##### Material provided

use crate::{BlockRef, Func, InstrRef, ParamRef};

/// Textual identities of a function's local values.
///
/// Named values keep their names. Unnamed parameters, blocks, and
/// value-producing instructions are numbered in order of appearance,
/// sharing a single counter.
#[derive(Clone, Debug)]
pub struct LocalIdents {
    params: Vec<String>,
    blocks: Vec<String>,
    instrs: Vec<Vec<String>>,
}

impl LocalIdents {
    pub fn new(func: &Func) -> Self {
        let mut next_slot = 0;
        let mut ident = |name: &Option<String>| match name {
            Some(name) => name.clone(),
            None => {
                let slot = next_slot;
                next_slot += 1;
                slot.to_string()
            }
        };

        let params = func.params.iter().map(|param| ident(&param.name)).collect();
        let mut blocks = Vec::with_capacity(func.blocks.len());
        let mut instrs = Vec::with_capacity(func.blocks.len());

        for block in func.blocks.iter() {
            blocks.push(ident(&block.name));
            instrs.push(
                block
                    .instrs
                    .iter()
                    .map(|instr| {
                        if instr.produces_value() {
                            ident(&instr.name)
                        } else {
                            String::new()
                        }
                    })
                    .collect(),
            );
        }

        Self {
            params,
            blocks,
            instrs,
        }
    }

    pub fn param(&self, param: ParamRef) -> &str {
        &self.params[param.0]
    }

    pub fn block(&self, block: BlockRef) -> &str {
        &self.blocks[block.0]
    }

    pub fn instr(&self, instr: InstrRef) -> &str {
        &self.instrs[instr.block.0][instr.index]
    }
}
use crate::{BuildError, func_builder::FuncBuilder};

pub fn resolve_phi(
    builder: &mut FuncBuilder,
    ty: &ast::Type,
    incoming: &[ast::PhiIncoming],
) -> Result<(ir::Type, ir::InstrKind), BuildError> {
    let ty = builder.resolve_type(ty)?;

    let incoming = incoming
        .iter()
        .map(|incoming| {
            let (value, value_type) = builder.resolve_typed(&incoming.value)?;
            let pred = builder.resolve_label(&incoming.pred)?;

            builder.check_type(
                "incoming value of 'phi'",
                &ty,
                &value_type,
                incoming.value.source,
            );

            Ok(ir::PhiIncoming { value, pred })
        })
        .collect::<Result<Vec<_>, BuildError>>()?;

    Ok((ty, ir::InstrKind::Phi { incoming }))
}
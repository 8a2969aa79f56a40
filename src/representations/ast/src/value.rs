use crate::Constant;
use derive_more::IsVariant;
use source_files::Source;

/// An operand as written.
///
/// Local and global references are untyped, the type of whatever they name
/// is authoritative. Constants carry the type they were written with.
#[derive(Clone, Debug)]
pub struct Value {
    pub kind: ValueKind,
    pub source: Source,
}

#[derive(Clone, Debug, IsVariant)]
pub enum ValueKind {
    Local(String),
    Global(String),
    Constant(Constant),
}

impl ValueKind {
    pub fn at(self, source: Source) -> Value {
        Value { kind: self, source }
    }
}

impl From<Constant> for Value {
    fn from(constant: Constant) -> Self {
        let source = constant.source;
        ValueKind::Constant(constant).at(source)
    }
}

/// A reference to a basic block, such as a branch target.
#[derive(Clone, Debug)]
pub struct Label {
    pub name: String,
    pub source: Source,
}

impl Label {
    pub fn new(name: impl ToString, source: Source) -> Self {
        Self {
            name: name.to_string(),
            source,
        }
    }
}
use crate::{ConstExpr, ConstExprKind, Constant, Module, Type};
use itertools::Itertools;
use std::fmt::Display;

pub struct ConstantDisplay<'a> {
    constant: &'a Constant,
    module: &'a Module,
    typed: bool,
}

impl Constant {
    /// Renders the constant without its type, as in `null` or `42`.
    pub fn display<'a>(&'a self, module: &'a Module) -> ConstantDisplay<'a> {
        ConstantDisplay {
            constant: self,
            module,
            typed: false,
        }
    }

    /// Renders the constant preceded by its type, as in `i32 42`.
    pub fn display_typed<'a>(&'a self, module: &'a Module) -> ConstantDisplay<'a> {
        ConstantDisplay {
            constant: self,
            module,
            typed: true,
        }
    }
}

impl Display for ConstantDisplay<'_> {
    fn fmt(&self, f: &mut std::fmt::Formatter<'_>) -> std::fmt::Result {
        let module = self.module;

        if self.typed {
            write!(f, "{} ", self.constant.ty(module).display(module))?;
        }

        let elements = |elements: &[Constant]| {
            elements
                .iter()
                .map(|element| element.display_typed(module).to_string())
                .join(", ")
        };

        match self.constant {
            Constant::Int { ty, value } if *ty == Type::i1() => {
                write!(f, "{}", if value.bits() == 0 { "false" } else { "true" })
            }
            Constant::Int { value, .. } => write!(f, "{}", value),
            Constant::Float { value, .. } => write!(f, "{:?}", value.into_inner()),
            Constant::Null(_) => write!(f, "null"),
            Constant::Undef(_) => write!(f, "undef"),
            Constant::ZeroInitializer(_) => write!(f, "zeroinitializer"),
            Constant::Global(global_ref) => write!(f, "@{}", module.globals[*global_ref].name),
            Constant::Func(func_ref) => write!(f, "@{}", module.funcs[*func_ref].name),
            Constant::Struct { ty, fields } => {
                let is_packed = matches!(
                    module.structural(ty),
                    Some(Type::Struct(structure)) if structure.is_packed
                );

                match (is_packed, fields.is_empty()) {
                    (false, true) => write!(f, "{{}}"),
                    (false, false) => write!(f, "{{ {} }}", elements(fields)),
                    (true, true) => write!(f, "<{{}}>"),
                    (true, false) => write!(f, "<{{ {} }}>", elements(fields)),
                }
            }
            Constant::Array { elems, .. } => write!(f, "[{}]", elements(elems)),
            Constant::Vector { elems, .. } => write!(f, "<{}>", elements(elems)),
            Constant::CharArray { bytes, .. } => {
                write!(f, "c\"")?;
                for byte in bytes.iter().copied() {
                    if (byte.is_ascii_graphic() && byte != b'"' && byte != b'\\') || byte == b' ' {
                        write!(f, "{}", byte as char)?;
                    } else {
                        write!(f, "\\{:02X}", byte)?;
                    }
                }
                write!(f, "\"")
            }
            Constant::Expr(expr) => write_expr(f, module, expr),
        }
    }
}

fn write_expr(f: &mut std::fmt::Formatter<'_>, module: &Module, expr: &ConstExpr) -> std::fmt::Result {
    match &expr.kind {
        ConstExprKind::Binary { op, x, y } => write!(
            f,
            "{} ({}, {})",
            op,
            x.display_typed(module),
            y.display_typed(module)
        ),
        ConstExprKind::Conversion { op, from } => write!(
            f,
            "{} ({} to {})",
            op,
            from.display_typed(module),
            expr.ty.display(module)
        ),
        ConstExprKind::GetElementPtr {
            elem,
            src,
            indices,
            in_bounds,
        } => {
            write!(f, "getelementptr ")?;
            if *in_bounds {
                write!(f, "inbounds ")?;
            }
            write!(f, "({}, {}", elem.display(module), src.display_typed(module))?;
            for index in indices {
                write!(f, ", {}", index.display_typed(module))?;
            }
            write!(f, ")")
        }
        ConstExprKind::ICmp { pred, x, y } => write!(
            f,
            "icmp {} ({}, {})",
            pred,
            x.display_typed(module),
            y.display_typed(module)
        ),
        ConstExprKind::FCmp { pred, x, y } => write!(
            f,
            "fcmp {} ({}, {})",
            pred,
            x.display_typed(module),
            y.display_typed(module)
        ),
        ConstExprKind::Select { cond, x, y } => write!(
            f,
            "select ({}, {}, {})",
            cond.display_typed(module),
            x.display_typed(module),
            y.display_typed(module)
        ),
    }
}
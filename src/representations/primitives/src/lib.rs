mod binary_op;
mod conversion_op;
mod float_kind;
mod predicate;

pub use binary_op::BinaryOp;
pub use conversion_op::ConversionOp;
pub use float_kind::FloatKind;
pub use predicate::{FloatPred, IntPred, UnknownPredicate};
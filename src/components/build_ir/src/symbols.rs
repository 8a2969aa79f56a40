use indexmap::IndexMap;
use source_files::Source;

/// Name to identity mapping for one namespace.
///
/// Insertion order is kept so that anything derived from the table is
/// reported in declaration order.
#[derive(Debug)]
pub struct SymbolTable<T> {
    symbols: IndexMap<String, (T, Source)>,
}

impl<T> Default for SymbolTable<T> {
    fn default() -> Self {
        Self {
            symbols: IndexMap::new(),
        }
    }
}

impl<T: Copy> SymbolTable<T> {
    /// Inserts a new name, or returns where it was already declared.
    ///
    /// The value is only created once the name is known to be new.
    pub fn try_insert_with(
        &mut self,
        name: &str,
        source: Source,
        make_value: impl FnOnce() -> T,
    ) -> Result<T, Source> {
        // Double lookup, so that the key only has to be allocated on success
        if let Some((_, previous)) = self.symbols.get(name) {
            return Err(*previous);
        }

        let value = make_value();
        self.symbols.insert(name.into(), (value, source));
        Ok(value)
    }

    pub fn get(&self, name: &str) -> Option<T> {
        self.symbols.get(name).map(|(value, _)| *value)
    }

    pub fn len(&self) -> usize {
        self.symbols.len()
    }
}

#[cfg(test)]
mod tests {
    use super::*;
    use source_files::{Location, SourceFiles};

    #[test]
    fn test_duplicate_reports_first_site() {
        let key = SourceFiles::INTERNAL_KEY;
        let first = Source::new(key, Location::new(1, 1));
        let second = Source::new(key, Location::new(2, 1));

        let mut table = SymbolTable::default();
        assert_eq!(table.try_insert_with("x", first, || 1), Ok(1));

        let mut made = false;
        let previous = table
            .try_insert_with("x", second, || {
                made = true;
                2
            })
            .unwrap_err();

        assert!(!made);
        assert_eq!(previous.location, first.location);
        assert_eq!(table.get("x"), Some(1));
        assert_eq!(table.len(), 1);
    }
}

##########

[What is expected] Each line above that has the word "Result" should be copied.

[Output of the task]
) -> Result<(ir::Type, ir::InstrKind), BuildError> {
        .collect::<Result<Vec<_>, BuildError>>()?;
    fn fmt(&self, f: &mut std::fmt::Formatter<'_>) -> std::fmt::Result {
fn write_expr(f: &mut std::fmt::Formatter<'_>, module: &Module, expr: &ConstExpr) -> std::fmt::Result {
    ) -> Result<T, Source> {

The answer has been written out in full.